Our tenth and final report from the class of 2019 comes from Jake Cornwall Scoones who studied developmental mechanics in the fly embryo in Bénédicte Sanson’s lab at Cambridge.
Developing force inference strategies to analyse tissue-wide stress in the Drosophila germband
Morphogenesis is an integral aspect of embryonic development, shaping collections of cells into functional tissues. Developmental mechanics aims to unravel how forces across spatial scales, from cytoskeletal processes, to junctional dynamics and inter-tissue interactions, facilitate emergent transformations in embryonic form. Analysing mechanics across scales requires a systems-level approach, where quantifying tissue-wide stress and material properties is essential. Current methods for directly measuring forces in vivo have major short-comings: methods (e.g. laser ablation) are invasive, perturbing the stress field and prohibiting extensive sampling. Non-invasive force inference approaches are useful alternatives, using segmented images of fluorescently-labelled cells to infer relative tension across each cell membrane and pressure in every cell. They do this by fitting tissue-wide tension and pressure nets to these data via the assumption of force-balance.
Focusing on Drosophila germ-band extension, a well-studied example of axis extension, I developed computational tools for non-invasive inference of stress distributions from microscopy data. These algorithms consider an epithelial sheet as a 2D curved-polygonal lattice, with edges demarcating cell membranes, and vertices defined where three cells meet (Fig. 1a). Using some simplifying physical assumptions, they use the geometries of edges at each vertex, as well as the curvatures at each edge, to infer relative pressures in every cell and relative tensions at every edge.
Despite the variation in computational implementation strategy, many existing force inference methods have a common underpinning logic. Specifically, they assume that the tensions at every vertex are balanced; in other words, that the system is in mechanical equilibrium (Fig. 1b). Thus given the angles that edges of a given vertex make with each other, as inferred from microscopy data, one can infer ratios of relative tensions (Fig. 1c). Further, they assume that tension is continuous across an edge, meaning relative tensions can be inferred tissue-wide (Fig. 1d). Cellular pressures can also be inferred. When edges are curved, it is assumed that the cell for which the edge is convex shows higher pressure.
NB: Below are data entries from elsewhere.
//! HTTP client module
//!
//! Provides the transport layer underneath the reader.
//!
//! # Features
//!
//! - **Application Key**: Sent as a default header on every request
//! - **Automatic Retries**: Configurable retry logic with backoff
//! - **Rate Limiting**: Token bucket rate limiter using governor
//! - **Backoff Strategies**: Constant, linear, and exponential backoff

mod client;
mod rate_limit;

pub use client::{
    HttpClient, HttpClientConfig, HttpClientConfigBuilder, RequestConfig, APP_KEY_HEADER,
};
pub use rate_limit::{RateLimiter, RateLimiterConfig};

#[cfg(test)]
mod tests;
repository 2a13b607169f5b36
use anyhow::Context;

use shopledger_api::config::ServerConfig;

#[tokio::main]
async fn main() -> anyhow::Result<()> {
    shopledger_observability::init();

    let config = ServerConfig::from_env();

    let app = shopledger_api::app::build_app(&config)
        .with_context(|| format!("failed to open ledger document {}", config.data_file.display()))?;

    let listener = tokio::net::TcpListener::bind(config.addr)
        .await
        .with_context(|| format!("failed to bind {}", config.addr))?;

    let local_addr = listener.local_addr()?;
    tracing::info!(
        addr = %local_addr,
        data_file = %config.data_file.display(),
        "shop ledger server listening"
    );

    axum::serve(listener, app)
        .with_graceful_shutdown(shutdown_signal())
        .await
        .context("server error")?;

    tracing::info!("shop ledger server stopped");
    Ok(())
}

async fn shutdown_signal() {
    if let Err(e) = tokio::signal::ctrl_c().await {
        tracing::warn!(error = %e, "failed to listen for shutdown signal");
        std::future::pending::<()>().await;
    }
}
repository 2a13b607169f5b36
//! The ledger document and the operations that keep it consistent.
//!
//! Stock quantities, sale records and their totals live in one [`Document`].
//! Every operation in [`operations`] takes the document by `&mut`, checks its
//! preconditions first and only then mutates, so an `Err` always means the
//! document was left exactly as it was.

pub mod document;
pub mod operations;

pub use document::Document;
pub use operations::{
    add_item, delete_item, delete_sale, record_sale, restore, update_item, ItemRemoval,
    SaleRemoval,
};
In fact, one can infer the pressure differential in terms of the inferred tension and the radius of curvature of that edge using the Young-Laplace law (Fig. 1e).
During my stay with the Sanson lab, I developed a pipeline in Python for force inference. The pipeline takes the many frames of segmented germband movies curated by the lab, uses one of several possible force inference strategies, and outputs the inferred tensions and pressures back to the lab’s wider computational workflow (Fig. 2). Given the wealth of data collected by the lab, these strategies now have immediate use in analysing global patterns of stress (indeed without the need for additional experiments), for example in characterising non-intuitive changes to stress distributions in key morphogenetic mutants (e.g. sidekick mutants, see Finegan et al 2019, PloS Biology, https://doi.org/10.1371/journal.pbio.3000522). Besides direct analyses of stress distributions, these inferences can now be used to parameterise physical models of the germband, across spatial scales. Beyond this, I have compared the various implementation strategies with regards to their concordance in predictions, and tested their relative capacities of dealing with noise in segmentation. I have also surveyed both the practical and conceptual challenges of these strategies with an intention of refining existing methodologies for faster and more accurate inference.
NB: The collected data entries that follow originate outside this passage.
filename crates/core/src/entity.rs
//! Entity trait: identity + continuity across state changes.

/// Entity marker + minimal interface.
pub trait Entity {
    /// Strongly-typed entity identifier.
    type Id: Copy + Eq + core::hash::Hash + core::fmt::Debug;

    /// Returns the entity identifier.
    fn id(&self) -> Self::Id;
}

/// Index of the first entity carrying `id`, if any.
pub fn position_of<E: Entity>(entities: &[E], id: E::Id) -> Option<usize> {
    entities.iter().position(|e| e.id() == id)
}
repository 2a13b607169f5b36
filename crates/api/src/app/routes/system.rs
use axum::http::StatusCode;

pub async fn health() -> StatusCode {
    StatusCode::OK
}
This project has allowed me to refine skills in programming, especially in visualisation, data processing and algorithm optimisation. I am now putting the algorithms together into a coherent and user-friendly package for use in the lab internally, but also, excitingly, to be released as an open-access resource. Further, working in Dr. Sanson’s lab also introduced me to key concepts in mechanics, situated in this biological context.
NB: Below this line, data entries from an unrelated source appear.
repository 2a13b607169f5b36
//! Integration tests for the full persistence pipeline.
//!
//! Tests: request → LedgerService → ledger operation → JsonFileStore → disk
//!
//! Verifies:
//! - Every committed mutation survives a restart
//! - Backup → restore is a no-op on observable state
//! - Rejected operations never reach the file

#[cfg(test)]
mod tests {
    use serde_json::json;
    use tempfile::TempDir;

    use shopledger_core::{Entity, ItemId, LedgerError, SaleId};
    use shopledger_inventory::{ItemPatch, NewItem};
    use shopledger_sales::RecordSale;

    use crate::ledger_service::LedgerService;
    use crate::store::{DocumentStore, JsonFileStore};

    fn open(dir: &TempDir) -> LedgerService<JsonFileStore> {
        let store = JsonFileStore::new(dir.path().join("shop-data.json"));
        store.initialize().unwrap();
        let (service, degraded) = LedgerService::open(store);
        assert!(degraded.is_none());
        service
    }

    fn new_item(name: &str, quantity: i64) -> NewItem {
        serde_json::from_value(json!({
            "name": name,
            "quantity": quantity,
            "costPrice": 2,
            "warehouse": "A",
            "supplier": "Acme"
        }))
        .unwrap()
    }

    fn sell(item_id: ItemId, quantity: i64, sale_price: f64) -> RecordSale {
        RecordSale {
            item_id,
            quantity,
            sale_price,
            customer_name: Some("Ada".into()),
            sale_date: None,
        }
    }

    #[test]
    fn committed_state_survives_restart() {
        let dir = TempDir::new().unwrap();

        let (item_id, sale_id) = {
            let service = open(&dir);
            let item = service.add_item(new_item("Bucket", 10)).unwrap();
            let sale = service.record_sale(sell(item.id(), 3, 5.0)).unwrap();
            (item.id(), sale.id())
        };

        let reopened = open(&dir);
        let inventory = reopened.inventory();
        let sales = reopened.sales();

        assert_eq!(inventory.len(), 1);
        assert_eq!(inventory[0].id(), item_id);
        assert_eq!(inventory[0].quantity(), 7);
        assert_eq!(inventory[0].attributes().get("supplier"), Some(&json!("Acme")));
        assert_eq!(sales.len(), 1);
        assert_eq!(sales[0].id(), sale_id);
        assert_eq!(sales[0].total_amount(), 15.0);
        assert_eq!(sales[0].profit(), 9.0);
    }

    #[test]
    fn bucket_scenario_end_to_end() {
        let dir = TempDir::new().unwrap();
        let service = open(&dir);

        let item = service.add_item(new_item("Bucket", 10)).unwrap();
        let sale = service.record_sale(sell(item.id(), 3, 5.0)).unwrap();
        assert_eq!(service.inventory()[0].quantity(), 7);

        let removal = service.delete_sale(sale.id()).unwrap();
        assert!(removal.stock_restored);

        let on_disk = service.store().read().unwrap();
        assert_eq!(on_disk.inventory[0].quantity(), 10);
        assert!(on_disk.sales.is_empty());
    }

    #[test]
    fn backup_then_restore_is_a_no_op() {
        let dir = TempDir::new().unwrap();
        let service = open(&dir);
        let a = service.add_item(new_item("Bucket", 10)).unwrap();
        service.add_item(new_item("Tub", 4)).unwrap();
        service.record_sale(sell(a.id(), 2, 3.5)).unwrap();

        let backup = serde_json::to_value(service.document()).unwrap();
        service.restore(backup.clone()).unwrap();

        let after = serde_json::to_value(service.document()).unwrap();
        assert_eq!(after["inventory"], backup["inventory"]);
        assert_eq!(after["sales"], backup["sales"]);
    }

    #[test]
    fn restore_replaces_unrelated_state() {
        let dir = TempDir::new().unwrap();
        let service = open(&dir);
        service.add_item(new_item("Bucket", 10)).unwrap();

        let payload = json!({
            "inventory": [{
                "id": 5,
                "name": "Crate",
                "quantity": 2,
                "costPrice": 1.25,
                "warehouse": "C",
                "dateAdded": "2023-12-31"
            }],
            "sales": []
        });
        service.restore(payload.clone()).unwrap();

        let reopened = open(&dir);
        let doc = serde_json::to_value(reopened.document()).unwrap();
        assert_eq!(doc["inventory"], payload["inventory"]);
        assert_eq!(doc["sales"], json!([]));
    }

    #[test]
    fn restored_records_survive_restart_unchanged() {
        let dir = TempDir::new().unwrap();
        let service = open(&dir);

        let mut payload = json!({
            "inventory": [{
                "id": 1710000000000_i64,
                "name": "Tub",
                "quantity": 2,
                "dateAdded": "2024-03-09"
            }],
            "sales": [{
                "id": 1710000000001_i64,
                "itemId": 1710000000000_i64,
                "itemName": "Tub",
                "quantity": 1,
                "salePrice": 4,
                "totalAmount": 4,
                "costPrice": 2,
                "profit": 2,
                "till": 3
            }],
            "lastUpdated": "2024-03-09T12:00:00.000Z",
            "currency": "EUR"
        });
        service.restore(payload.clone()).unwrap();

        let reopened = open(&dir);
        let mut doc = serde_json::to_value(reopened.document()).unwrap();
        let object = doc.as_object_mut().unwrap();
        assert!(object.remove("lastUpdated").is_some());
        payload.as_object_mut().unwrap().remove("lastUpdated");
        assert_eq!(doc, payload);
    }

    #[test]
    fn rejected_operations_do_not_touch_the_file() {
        let dir = TempDir::new().unwrap();
        let service = open(&dir);
        let item = service.add_item(new_item("Bucket", 1)).unwrap();
        let on_disk = service.store().read().unwrap();

        assert!(matches!(
            service.record_sale(sell(item.id(), 2, 1.0)),
            Err(LedgerError::InsufficientStock { .. })
        ));
        assert_eq!(
            service.delete_sale(SaleId::from_raw(1)).unwrap_err(),
            LedgerError::not_found("Sale")
        );
        assert_eq!(
            service.delete_item(ItemId::from_raw(1)).unwrap_err(),
            LedgerError::not_found("Item")
        );
        let blank_name = ItemPatch {
            name: Some(String::new()),
            ..ItemPatch::default()
        };
        assert!(matches!(
            service.update_item(item.id(), blank_name),
            Err(LedgerError::Validation(_))
        ));

        assert_eq!(service.store().read().unwrap(), on_disk);
    }
}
Given the highly interdisciplinary makeup of this project, supervised by Dr. Alex Nestor Bergmann (mathematician and physicist), Dr. Guy Blanchard (computational biologist), and Dr. Bénédicte Sanson (developmental biologist), I enjoyed how divergent perspectives and methodologies are brought together to solve this multi-scale problem. I endeavour to pursue similar interdisciplinary research in a PhD and beyond, carrying out both dry and wet components.
I would like to thank Dr. Alex Nestor Bergmann and Dr. Guy Blanchard for their fantastic supervision and the Sanson lab as a whole for their support and their fascinating and diverse lab meetings. I finally want to thank the BSDB for providing me the opportunity to carry out this research, and urge other undergraduates to apply to the Gurdon Studentship.